### [ACTIVITY]
Please retype the listing below exactly, from its opening line through the line where "pub const DEFAULT_AUTOSAVE_INTERVAL_SECS: u64" appears.

--- DATA RECORDS Enclosed Below ---

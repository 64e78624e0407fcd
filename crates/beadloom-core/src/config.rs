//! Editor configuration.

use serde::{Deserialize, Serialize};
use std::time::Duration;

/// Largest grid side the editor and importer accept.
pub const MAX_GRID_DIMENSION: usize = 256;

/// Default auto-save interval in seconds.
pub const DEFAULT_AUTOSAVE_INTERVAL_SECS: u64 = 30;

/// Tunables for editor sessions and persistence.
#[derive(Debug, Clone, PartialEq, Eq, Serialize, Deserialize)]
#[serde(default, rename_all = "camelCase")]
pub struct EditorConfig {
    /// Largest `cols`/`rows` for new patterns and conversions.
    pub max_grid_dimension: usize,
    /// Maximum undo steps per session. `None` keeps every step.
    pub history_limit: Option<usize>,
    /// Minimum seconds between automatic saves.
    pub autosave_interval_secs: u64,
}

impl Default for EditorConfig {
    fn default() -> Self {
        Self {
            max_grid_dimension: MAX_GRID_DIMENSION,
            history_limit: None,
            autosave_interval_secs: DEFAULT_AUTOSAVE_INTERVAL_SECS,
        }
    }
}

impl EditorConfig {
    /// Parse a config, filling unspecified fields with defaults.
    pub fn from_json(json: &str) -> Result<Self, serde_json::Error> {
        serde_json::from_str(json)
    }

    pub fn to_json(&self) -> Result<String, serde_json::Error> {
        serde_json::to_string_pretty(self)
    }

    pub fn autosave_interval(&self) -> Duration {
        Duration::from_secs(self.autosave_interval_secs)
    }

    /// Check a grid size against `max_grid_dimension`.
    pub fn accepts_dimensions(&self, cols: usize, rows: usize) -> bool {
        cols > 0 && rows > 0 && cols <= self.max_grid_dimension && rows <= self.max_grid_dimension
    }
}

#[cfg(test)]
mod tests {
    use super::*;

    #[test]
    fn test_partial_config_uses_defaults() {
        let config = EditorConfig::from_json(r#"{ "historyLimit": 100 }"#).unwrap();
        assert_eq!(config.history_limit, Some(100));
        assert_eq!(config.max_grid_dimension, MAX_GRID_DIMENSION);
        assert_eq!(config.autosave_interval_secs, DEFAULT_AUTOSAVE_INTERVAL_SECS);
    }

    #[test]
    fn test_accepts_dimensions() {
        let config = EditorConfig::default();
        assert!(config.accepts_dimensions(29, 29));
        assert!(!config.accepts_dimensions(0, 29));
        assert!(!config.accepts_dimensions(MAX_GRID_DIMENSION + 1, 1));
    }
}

--- End of Enclosed DATA RECORDS ---

### [RESPONSE]
repository 64e78624e0407fcd
filename crates/beadloom-core/src/config.rs
//! Editor configuration.

use serde::{Deserialize, Serialize};
use std::time::Duration;

/// Largest grid side the editor and importer accept.
pub const MAX_GRID_DIMENSION: usize = 256;

/// Default auto-save interval in seconds.
pub const DEFAULT_AUTOSAVE_INTERVAL_SECS: u64 = 30;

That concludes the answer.